Exercise instructions: Whenever the word "index" turns up in a line below, that line should be copied.

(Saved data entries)
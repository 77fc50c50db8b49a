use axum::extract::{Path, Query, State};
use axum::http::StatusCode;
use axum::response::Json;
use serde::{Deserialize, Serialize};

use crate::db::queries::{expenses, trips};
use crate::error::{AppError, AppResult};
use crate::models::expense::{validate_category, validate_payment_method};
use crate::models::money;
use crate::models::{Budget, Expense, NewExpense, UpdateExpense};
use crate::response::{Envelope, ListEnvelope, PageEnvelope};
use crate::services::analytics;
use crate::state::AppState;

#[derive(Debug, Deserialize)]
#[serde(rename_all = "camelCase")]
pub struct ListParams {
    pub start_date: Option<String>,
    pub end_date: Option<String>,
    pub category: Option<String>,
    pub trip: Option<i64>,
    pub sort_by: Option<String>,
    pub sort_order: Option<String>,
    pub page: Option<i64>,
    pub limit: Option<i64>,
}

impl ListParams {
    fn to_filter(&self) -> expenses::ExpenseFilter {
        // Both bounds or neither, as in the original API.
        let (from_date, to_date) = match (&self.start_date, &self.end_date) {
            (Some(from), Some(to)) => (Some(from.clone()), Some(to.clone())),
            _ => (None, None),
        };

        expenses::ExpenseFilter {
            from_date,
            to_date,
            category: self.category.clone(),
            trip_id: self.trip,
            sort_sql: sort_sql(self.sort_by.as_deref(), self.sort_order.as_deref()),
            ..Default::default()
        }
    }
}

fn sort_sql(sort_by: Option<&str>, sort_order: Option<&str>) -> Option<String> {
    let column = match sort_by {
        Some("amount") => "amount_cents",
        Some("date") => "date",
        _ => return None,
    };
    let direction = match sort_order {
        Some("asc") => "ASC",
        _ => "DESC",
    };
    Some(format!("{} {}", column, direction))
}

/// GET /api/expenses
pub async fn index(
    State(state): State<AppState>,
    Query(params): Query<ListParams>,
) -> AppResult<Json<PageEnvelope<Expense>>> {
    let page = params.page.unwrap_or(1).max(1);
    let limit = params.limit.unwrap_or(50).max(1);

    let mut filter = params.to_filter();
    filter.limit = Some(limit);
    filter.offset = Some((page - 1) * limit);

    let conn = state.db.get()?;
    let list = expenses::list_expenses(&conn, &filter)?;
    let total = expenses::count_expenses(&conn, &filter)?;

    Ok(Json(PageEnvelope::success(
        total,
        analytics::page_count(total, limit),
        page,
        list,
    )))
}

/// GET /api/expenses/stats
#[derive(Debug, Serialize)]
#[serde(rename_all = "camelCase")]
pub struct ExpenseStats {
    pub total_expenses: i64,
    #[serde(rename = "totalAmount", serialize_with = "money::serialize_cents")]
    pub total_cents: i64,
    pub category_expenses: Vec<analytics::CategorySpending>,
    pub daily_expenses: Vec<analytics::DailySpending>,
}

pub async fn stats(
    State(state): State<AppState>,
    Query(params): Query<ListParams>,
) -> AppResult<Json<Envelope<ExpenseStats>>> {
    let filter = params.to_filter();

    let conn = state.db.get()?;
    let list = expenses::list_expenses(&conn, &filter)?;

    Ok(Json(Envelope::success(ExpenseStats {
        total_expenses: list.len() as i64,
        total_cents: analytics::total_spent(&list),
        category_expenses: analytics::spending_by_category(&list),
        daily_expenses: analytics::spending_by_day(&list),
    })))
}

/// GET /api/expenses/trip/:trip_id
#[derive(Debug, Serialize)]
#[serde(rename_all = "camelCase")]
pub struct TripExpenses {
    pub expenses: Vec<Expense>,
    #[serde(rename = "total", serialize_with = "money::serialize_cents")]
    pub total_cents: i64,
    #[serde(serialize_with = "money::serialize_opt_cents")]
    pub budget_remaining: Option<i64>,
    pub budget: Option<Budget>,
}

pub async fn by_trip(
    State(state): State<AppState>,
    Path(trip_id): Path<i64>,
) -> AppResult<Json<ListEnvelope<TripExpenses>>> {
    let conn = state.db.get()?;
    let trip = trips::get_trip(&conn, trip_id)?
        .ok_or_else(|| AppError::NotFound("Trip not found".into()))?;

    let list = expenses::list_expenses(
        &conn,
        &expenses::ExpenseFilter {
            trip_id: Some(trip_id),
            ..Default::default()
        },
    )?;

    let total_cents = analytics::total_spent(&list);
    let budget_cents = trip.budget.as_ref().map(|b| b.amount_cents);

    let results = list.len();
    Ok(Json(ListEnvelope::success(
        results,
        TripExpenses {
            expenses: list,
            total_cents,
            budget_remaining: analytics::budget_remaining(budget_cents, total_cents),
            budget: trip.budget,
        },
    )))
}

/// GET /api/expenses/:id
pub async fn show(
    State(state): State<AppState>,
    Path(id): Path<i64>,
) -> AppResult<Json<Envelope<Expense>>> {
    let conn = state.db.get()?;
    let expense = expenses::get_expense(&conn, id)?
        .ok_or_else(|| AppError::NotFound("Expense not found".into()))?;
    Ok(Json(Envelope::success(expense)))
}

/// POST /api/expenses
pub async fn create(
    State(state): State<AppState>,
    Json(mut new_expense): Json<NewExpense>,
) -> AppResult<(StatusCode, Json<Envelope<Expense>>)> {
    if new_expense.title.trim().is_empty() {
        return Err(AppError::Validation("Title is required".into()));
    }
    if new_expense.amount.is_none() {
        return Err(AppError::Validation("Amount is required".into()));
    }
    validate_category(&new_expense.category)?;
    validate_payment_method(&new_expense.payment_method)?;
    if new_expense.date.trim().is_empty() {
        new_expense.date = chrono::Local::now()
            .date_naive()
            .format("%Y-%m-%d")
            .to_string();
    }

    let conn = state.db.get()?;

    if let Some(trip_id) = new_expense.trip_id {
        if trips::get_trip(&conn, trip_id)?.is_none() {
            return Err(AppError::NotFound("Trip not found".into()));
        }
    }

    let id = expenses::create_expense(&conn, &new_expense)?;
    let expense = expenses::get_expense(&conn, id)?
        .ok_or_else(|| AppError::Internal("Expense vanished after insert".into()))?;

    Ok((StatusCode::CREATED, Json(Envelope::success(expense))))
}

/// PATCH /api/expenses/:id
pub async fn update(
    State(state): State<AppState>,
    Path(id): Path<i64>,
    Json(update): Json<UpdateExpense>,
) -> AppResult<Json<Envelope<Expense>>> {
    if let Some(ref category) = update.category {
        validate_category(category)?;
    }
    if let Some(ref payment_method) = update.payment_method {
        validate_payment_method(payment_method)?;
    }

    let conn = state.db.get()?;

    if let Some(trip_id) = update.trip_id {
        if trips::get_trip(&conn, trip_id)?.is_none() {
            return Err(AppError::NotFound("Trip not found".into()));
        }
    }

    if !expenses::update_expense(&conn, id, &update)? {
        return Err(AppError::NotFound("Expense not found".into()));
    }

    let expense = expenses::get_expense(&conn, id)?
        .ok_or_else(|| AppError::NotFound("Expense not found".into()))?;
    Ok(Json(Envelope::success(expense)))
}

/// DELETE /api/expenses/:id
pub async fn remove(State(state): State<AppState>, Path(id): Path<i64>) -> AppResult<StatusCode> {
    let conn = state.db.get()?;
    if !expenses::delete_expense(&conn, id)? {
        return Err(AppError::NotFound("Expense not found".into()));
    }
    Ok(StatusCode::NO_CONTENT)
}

---

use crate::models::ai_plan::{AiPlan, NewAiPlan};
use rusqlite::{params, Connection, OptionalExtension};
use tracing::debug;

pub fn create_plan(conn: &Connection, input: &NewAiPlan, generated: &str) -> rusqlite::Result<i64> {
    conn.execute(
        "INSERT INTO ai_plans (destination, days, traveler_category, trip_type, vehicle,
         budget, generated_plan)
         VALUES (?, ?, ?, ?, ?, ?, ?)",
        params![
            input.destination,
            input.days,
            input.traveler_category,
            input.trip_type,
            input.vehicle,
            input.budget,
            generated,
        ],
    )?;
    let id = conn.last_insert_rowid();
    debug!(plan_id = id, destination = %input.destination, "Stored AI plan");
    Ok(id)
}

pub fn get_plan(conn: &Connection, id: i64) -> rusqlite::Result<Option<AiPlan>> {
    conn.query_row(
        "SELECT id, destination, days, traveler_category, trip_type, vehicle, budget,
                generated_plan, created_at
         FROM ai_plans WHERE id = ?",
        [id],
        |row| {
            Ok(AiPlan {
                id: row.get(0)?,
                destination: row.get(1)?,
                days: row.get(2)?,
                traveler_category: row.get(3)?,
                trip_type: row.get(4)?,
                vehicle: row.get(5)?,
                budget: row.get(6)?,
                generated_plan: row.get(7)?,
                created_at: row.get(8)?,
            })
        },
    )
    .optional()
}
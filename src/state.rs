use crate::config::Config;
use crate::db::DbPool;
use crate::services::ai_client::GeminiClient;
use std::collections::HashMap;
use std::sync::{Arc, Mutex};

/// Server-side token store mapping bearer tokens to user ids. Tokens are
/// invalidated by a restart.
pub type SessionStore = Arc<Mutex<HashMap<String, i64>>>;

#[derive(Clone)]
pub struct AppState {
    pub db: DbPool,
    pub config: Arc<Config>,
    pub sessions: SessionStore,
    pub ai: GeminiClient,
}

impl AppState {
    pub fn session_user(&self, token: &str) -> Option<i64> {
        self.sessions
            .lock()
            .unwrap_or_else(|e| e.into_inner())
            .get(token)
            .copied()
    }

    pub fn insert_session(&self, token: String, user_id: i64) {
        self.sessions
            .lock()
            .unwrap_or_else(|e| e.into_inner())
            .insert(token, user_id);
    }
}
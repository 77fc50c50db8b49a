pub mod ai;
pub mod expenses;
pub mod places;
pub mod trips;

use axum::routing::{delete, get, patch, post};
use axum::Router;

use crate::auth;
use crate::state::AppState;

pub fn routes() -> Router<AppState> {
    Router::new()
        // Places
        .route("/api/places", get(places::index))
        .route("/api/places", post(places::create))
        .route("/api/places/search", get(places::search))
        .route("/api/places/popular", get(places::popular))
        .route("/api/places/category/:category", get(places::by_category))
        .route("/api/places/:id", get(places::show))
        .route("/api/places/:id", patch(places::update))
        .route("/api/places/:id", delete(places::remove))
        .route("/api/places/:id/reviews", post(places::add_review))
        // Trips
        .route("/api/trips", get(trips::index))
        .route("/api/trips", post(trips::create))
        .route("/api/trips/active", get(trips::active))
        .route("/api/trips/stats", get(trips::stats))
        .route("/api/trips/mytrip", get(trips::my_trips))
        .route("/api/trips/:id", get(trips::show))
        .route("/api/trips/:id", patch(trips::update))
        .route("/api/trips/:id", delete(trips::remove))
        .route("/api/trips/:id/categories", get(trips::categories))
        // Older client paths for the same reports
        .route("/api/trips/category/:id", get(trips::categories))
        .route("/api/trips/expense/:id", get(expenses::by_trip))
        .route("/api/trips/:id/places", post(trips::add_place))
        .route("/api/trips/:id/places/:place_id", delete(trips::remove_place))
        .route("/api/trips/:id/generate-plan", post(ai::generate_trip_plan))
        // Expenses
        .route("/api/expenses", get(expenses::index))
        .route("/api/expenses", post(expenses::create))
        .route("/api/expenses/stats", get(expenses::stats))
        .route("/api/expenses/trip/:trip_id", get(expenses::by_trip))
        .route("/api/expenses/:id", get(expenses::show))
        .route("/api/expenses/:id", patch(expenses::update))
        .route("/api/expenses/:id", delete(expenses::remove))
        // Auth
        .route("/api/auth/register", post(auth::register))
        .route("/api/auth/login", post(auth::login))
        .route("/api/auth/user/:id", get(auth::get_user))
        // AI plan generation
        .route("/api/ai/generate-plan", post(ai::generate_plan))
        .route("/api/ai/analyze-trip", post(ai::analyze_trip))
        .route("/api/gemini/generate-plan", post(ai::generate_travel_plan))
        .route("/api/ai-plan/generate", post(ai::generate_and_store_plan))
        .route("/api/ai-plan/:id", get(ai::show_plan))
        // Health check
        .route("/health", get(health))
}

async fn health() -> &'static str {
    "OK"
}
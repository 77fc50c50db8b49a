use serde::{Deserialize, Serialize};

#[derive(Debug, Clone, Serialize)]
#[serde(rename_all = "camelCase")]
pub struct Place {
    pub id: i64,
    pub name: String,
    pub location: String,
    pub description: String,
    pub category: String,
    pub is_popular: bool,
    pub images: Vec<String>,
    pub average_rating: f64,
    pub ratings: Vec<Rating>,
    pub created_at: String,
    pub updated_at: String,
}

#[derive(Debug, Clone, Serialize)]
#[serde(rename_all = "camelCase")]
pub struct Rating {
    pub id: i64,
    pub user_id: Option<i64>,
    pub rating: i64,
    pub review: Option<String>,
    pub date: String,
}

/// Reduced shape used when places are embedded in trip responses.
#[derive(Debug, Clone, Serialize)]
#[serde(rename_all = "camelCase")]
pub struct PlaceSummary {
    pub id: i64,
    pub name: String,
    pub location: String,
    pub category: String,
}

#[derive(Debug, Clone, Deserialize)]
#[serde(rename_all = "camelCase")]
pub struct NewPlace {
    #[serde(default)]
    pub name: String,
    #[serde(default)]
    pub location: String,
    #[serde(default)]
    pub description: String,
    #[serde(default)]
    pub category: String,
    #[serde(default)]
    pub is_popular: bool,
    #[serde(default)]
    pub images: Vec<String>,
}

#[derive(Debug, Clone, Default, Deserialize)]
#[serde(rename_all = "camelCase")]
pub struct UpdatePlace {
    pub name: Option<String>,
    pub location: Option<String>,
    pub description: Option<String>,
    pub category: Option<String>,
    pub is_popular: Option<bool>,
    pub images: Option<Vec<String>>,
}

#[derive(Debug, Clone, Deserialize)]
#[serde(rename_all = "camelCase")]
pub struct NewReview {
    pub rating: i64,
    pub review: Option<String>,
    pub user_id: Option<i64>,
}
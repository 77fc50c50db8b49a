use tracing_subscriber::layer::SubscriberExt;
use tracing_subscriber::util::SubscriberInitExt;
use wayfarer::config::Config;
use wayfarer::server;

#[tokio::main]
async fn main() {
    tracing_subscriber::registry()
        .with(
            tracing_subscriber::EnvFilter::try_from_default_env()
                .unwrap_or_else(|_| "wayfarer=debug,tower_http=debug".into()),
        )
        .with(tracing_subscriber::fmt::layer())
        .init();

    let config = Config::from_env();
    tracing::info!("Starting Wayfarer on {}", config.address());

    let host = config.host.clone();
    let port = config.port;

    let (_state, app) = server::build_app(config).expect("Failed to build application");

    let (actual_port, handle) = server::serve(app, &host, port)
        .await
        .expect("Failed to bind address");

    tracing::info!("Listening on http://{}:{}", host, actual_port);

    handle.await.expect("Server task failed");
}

==

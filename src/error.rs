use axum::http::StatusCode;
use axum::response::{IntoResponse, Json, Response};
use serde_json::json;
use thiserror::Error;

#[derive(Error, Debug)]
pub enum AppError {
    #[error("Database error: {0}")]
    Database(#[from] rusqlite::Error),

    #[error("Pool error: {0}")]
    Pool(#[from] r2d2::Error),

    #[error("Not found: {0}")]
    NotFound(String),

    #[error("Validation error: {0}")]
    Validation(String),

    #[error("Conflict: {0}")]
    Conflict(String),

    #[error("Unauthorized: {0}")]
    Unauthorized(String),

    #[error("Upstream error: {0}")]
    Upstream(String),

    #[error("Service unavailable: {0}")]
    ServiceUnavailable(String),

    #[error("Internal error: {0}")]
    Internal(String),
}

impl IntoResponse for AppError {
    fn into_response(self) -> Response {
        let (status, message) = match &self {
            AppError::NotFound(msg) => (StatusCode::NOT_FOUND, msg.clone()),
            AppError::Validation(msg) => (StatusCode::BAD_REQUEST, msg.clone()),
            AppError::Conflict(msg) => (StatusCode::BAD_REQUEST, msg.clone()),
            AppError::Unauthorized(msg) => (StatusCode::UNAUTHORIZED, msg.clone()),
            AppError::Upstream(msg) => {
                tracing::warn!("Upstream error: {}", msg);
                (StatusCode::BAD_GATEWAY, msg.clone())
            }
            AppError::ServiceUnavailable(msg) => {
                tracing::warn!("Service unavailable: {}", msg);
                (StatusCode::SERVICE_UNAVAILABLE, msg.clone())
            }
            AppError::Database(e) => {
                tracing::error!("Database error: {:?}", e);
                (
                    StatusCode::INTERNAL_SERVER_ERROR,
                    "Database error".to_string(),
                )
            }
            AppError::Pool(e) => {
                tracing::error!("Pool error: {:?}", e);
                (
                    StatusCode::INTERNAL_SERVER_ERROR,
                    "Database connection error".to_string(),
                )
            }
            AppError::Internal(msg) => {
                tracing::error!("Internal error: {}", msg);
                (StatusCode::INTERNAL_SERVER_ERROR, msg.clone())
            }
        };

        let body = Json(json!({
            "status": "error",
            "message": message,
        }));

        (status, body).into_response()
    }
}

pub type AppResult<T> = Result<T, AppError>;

Written response:
pub async fn index(
        .route("/api/places", get(places::index))
        .route("/api/trips", get(trips::index))
        .route("/api/expenses", get(expenses::index))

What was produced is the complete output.